Radiographic Assessment of Fill Quality
A well-obturated canal should demonstrate fill to within 0–2mm of the radiographic apex, absence of visible voids, adequate density without radiolucent gaps, and no significant sealer extrusion beyond the apex.
The Coronal Seal
The coronal seal is as clinically critical as the apical seal. Microleakage from the coronal aspect is a primary cause of endodontic failure in otherwise well-obturated teeth. A minimum of 3–4mm of IRM, Cavit, or equivalent material should be placed coronally if definitive restoration is delayed.
Temporization After Obturation
The duration of temporization should be minimized. Evidence consistently supports expeditious definitive restoration as a key determinant of long-term endodontic success.
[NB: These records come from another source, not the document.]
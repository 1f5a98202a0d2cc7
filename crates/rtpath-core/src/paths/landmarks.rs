//! Landmark probes.
//!
//! Pure predicates over candidate directories. A missing landmark is an
//! ordinary answer, never an error; only path construction can fail.

use super::bounded::{MAX_PATH_LEN, join};
use super::error::{PathError, PathResult};
use crate::ports::PlatformPolicy;

/// Whether `dir` is a module library root.
///
/// True when the module landmark exists as a regular file, or failing that
/// its compiled-cache twin does.
pub fn is_module_root<P>(platform: &P, dir: &str) -> PathResult<bool>
where
    P: PlatformPolicy + ?Sized,
{
    let landmarks = platform.landmarks();
    let source = join(platform, dir, landmarks.module)?;
    if platform.is_file(&source) {
        return Ok(true);
    }

    let mut compiled = source;
    compiled.push_str(landmarks.compiled_suffix);
    Ok(platform.is_file(&compiled))
}

/// Whether `dir` holds the build-output marker of an uninstalled tree.
pub fn is_build_dir<P>(platform: &P, dir: &str) -> PathResult<bool>
where
    P: PlatformPolicy + ?Sized,
{
    let marker = join(platform, dir, platform.landmarks().build_marker)?;
    Ok(platform.is_file(&marker))
}

/// Most marker bytes read: a maximal path plus a `\r\n` terminator, plus
/// one byte to detect anything longer.
const MARKER_READ_LIMIT: usize = MAX_PATH_LEN + 3;

/// Read the relative shared-module path recorded beside a build executable.
///
/// Returns `Ok(None)` when the marker file is absent. Content that is not
/// UTF-8 is a decode error naming the file. Trailing line terminators are
/// dropped. A path longer than [`MAX_PATH_LEN`] is rejected, never cut.
pub fn read_build_dir_marker<P>(platform: &P, dir: &str) -> PathResult<Option<String>>
where
    P: PlatformPolicy + ?Sized,
{
    let file_name = platform.landmarks().build_dir_file;
    let marker = join(platform, dir, file_name)?;
    let Some(bytes) = platform.read_file_bytes(&marker, MARKER_READ_LIMIT) else {
        return Ok(None);
    };
    if bytes.len() >= MARKER_READ_LIMIT {
        return Err(PathError::PathTooLong {
            len: bytes.len(),
            max: MAX_PATH_LEN,
        });
    }

    let text = String::from_utf8(bytes).map_err(|_| PathError::decode(file_name))?;
    let rel = text.trim_end_matches(['\r', '\n']);
    if rel.len() > MAX_PATH_LEN {
        return Err(PathError::PathTooLong {
            len: rel.len(),
            max: MAX_PATH_LEN,
        });
    }
    Ok(Some(rel.to_string()))
}

/// Whether `dir` is a dynamic-module directory.
pub fn is_dynload_dir<P>(platform: &P, dir: &str) -> bool
where
    P: PlatformPolicy + ?Sized,
{
    platform.is_dir(dir)
}

#[cfg(test)]
mod tests {
    use super::*;
    use crate::paths::OsPlatform;
    use std::fs;
    use tempfile::tempdir;

    fn text(path: &std::path::Path) -> String {
        path.to_string_lossy().into_owned()
    }

    #[test]
    fn module_root_accepts_source_or_compiled() {
        let temp = tempdir().unwrap();
        let platform = OsPlatform::new();
        let dir = text(temp.path());

        assert!(!is_module_root(&platform, &dir).unwrap());

        fs::write(temp.path().join("os.pyc"), b"").unwrap();
        assert!(is_module_root(&platform, &dir).unwrap());

        fs::remove_file(temp.path().join("os.pyc")).unwrap();
        fs::write(temp.path().join("os.py"), b"").unwrap();
        assert!(is_module_root(&platform, &dir).unwrap());
    }

    #[test]
    fn module_root_rejects_directory_landmark() {
        let temp = tempdir().unwrap();
        fs::create_dir(temp.path().join("os.py")).unwrap();
        assert!(!is_module_root(&OsPlatform::new(), &text(temp.path())).unwrap());
    }

    #[test]
    fn build_dir_requires_marker_file() {
        let temp = tempdir().unwrap();
        let platform = OsPlatform::new();
        let dir = text(temp.path());
        assert!(!is_build_dir(&platform, &dir).unwrap());

        fs::create_dir_all(temp.path().join("Modules")).unwrap();
        fs::write(temp.path().join("Modules").join("Setup.local"), b"").unwrap();
        assert!(is_build_dir(&platform, &dir).unwrap());
    }

    #[test]
    fn build_dir_marker_is_read_and_trimmed() {
        let temp = tempdir().unwrap();
        let platform = OsPlatform::new();
        let dir = text(temp.path());
        assert_eq!(read_build_dir_marker(&platform, &dir).unwrap(), None);

        fs::write(temp.path().join("pybuilddir.txt"), b"build/lib.linux-x86_64-3.9\n").unwrap();
        assert_eq!(
            read_build_dir_marker(&platform, &dir).unwrap(),
            Some("build/lib.linux-x86_64-3.9".to_string())
        );
    }

    #[test]
    fn build_dir_marker_must_be_utf8() {
        let temp = tempdir().unwrap();
        fs::write(temp.path().join("pybuilddir.txt"), [0xff, 0xfe, 0x00]).unwrap();
        let err = read_build_dir_marker(&OsPlatform::new(), &text(temp.path())).unwrap_err();
        assert_eq!(err, PathError::decode("pybuilddir.txt"));
    }

    #[test]
    fn overlong_build_dir_marker_is_rejected_not_cut() {
        let temp = tempdir().unwrap();
        let platform = OsPlatform::new();
        let dir = text(temp.path());
        let marker = temp.path().join("pybuilddir.txt");

        let longest = "b".repeat(MAX_PATH_LEN);
        fs::write(&marker, format!("{longest}\r\n")).unwrap();
        assert_eq!(read_build_dir_marker(&platform, &dir).unwrap(), Some(longest));

        fs::write(&marker, format!("{}\n", "b".repeat(MAX_PATH_LEN + 1))).unwrap();
        assert!(matches!(
            read_build_dir_marker(&platform, &dir),
            Err(PathError::PathTooLong { .. })
        ));

        fs::write(&marker, "b".repeat(MAX_PATH_LEN * 2)).unwrap();
        assert!(matches!(
            read_build_dir_marker(&platform, &dir),
            Err(PathError::PathTooLong { .. })
        ));
    }
}
//! INI-format reader.
//!
//! Responsibilities:
//! - Parse INI text with `rust-ini` into sections of string options.
//! - Resolve `section` and `section.option` variable names.
//!
//! Does NOT handle:
//! - Typed values. INI values are untyped text and are returned as strings.
//! - Lookups deeper than one option: segments after `section.option` are
//!   ignored.
//!
//! Invariants:
//! - Section names match case-sensitively; option names case-insensitively.
//! - Quote and escape processing is disabled so values are returned verbatim.

use std::path::Path;

use ini::{Ini, ParseOption, Properties};

use super::error::{LoadError, Result};
use crate::types::{Mapping, Value, VariablePath};

/// Resolve `variable` against the INI document in `content`.
pub(crate) fn lookup(content: &str, variable: &VariablePath, path: &Path) -> Result<Value> {
    let document = parse(content, path)?;
    let not_found = || LoadError::VariableNotFound {
        variable: variable.to_string(),
        path: path.to_path_buf(),
    };

    let section = document.section(Some(variable.first())).ok_or_else(not_found)?;

    let Some(option) = variable.rest().next() else {
        return Ok(section_to_value(section));
    };
    if variable.depth() > 2 {
        tracing::debug!(
            variable = %variable,
            "INI lookup ignores segments after section.option"
        );
    }

    section
        .iter()
        .find(|(key, _)| key.eq_ignore_ascii_case(option))
        .map(|(_, value)| Value::String(value.to_string()))
        .ok_or_else(not_found)
}

/// Parse the whole document as a mapping of sections.
///
/// Options outside any section are skipped.
pub(crate) fn parse_all(content: &str, path: &Path) -> Result<Value> {
    let document = parse(content, path)?;
    let mut map = Mapping::new();
    for (name, section) in document.iter() {
        match name {
            Some(name) => {
                map.insert(name.to_string(), section_to_value(section));
            }
            None if !section.is_empty() => {
                tracing::debug!(
                    path = %path.display(),
                    "Skipping INI options declared before the first section"
                );
            }
            None => {}
        }
    }
    Ok(Value::Map(map))
}

fn parse(content: &str, path: &Path) -> Result<Ini> {
    let options = ParseOption {
        enabled_quote: false,
        enabled_escape: false,
        ..ParseOption::default()
    };
    Ini::load_from_str_opt(content, options).map_err(|e| LoadError::Decode {
        path: path.to_path_buf(),
        message: format!("invalid INI syntax at line {}, column {}", e.line, e.col),
    })
}

fn section_to_value(section: &Properties) -> Value {
    Value::Map(
        section
            .iter()
            .map(|(key, value)| (key.to_string(), Value::String(value.to_string())))
            .collect(),
    )
}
Transition to Restorative Care
Canal filling marks the end of the endodontic phase, not the end of treatment. The restorative phase determines whether the endodontic outcome is preserved over time.
The coronal-to-apical failure pathway is well-documented and clinically underappreciated. Canal filling and coronal sealing must be treated as a single clinical objective, not two separate steps.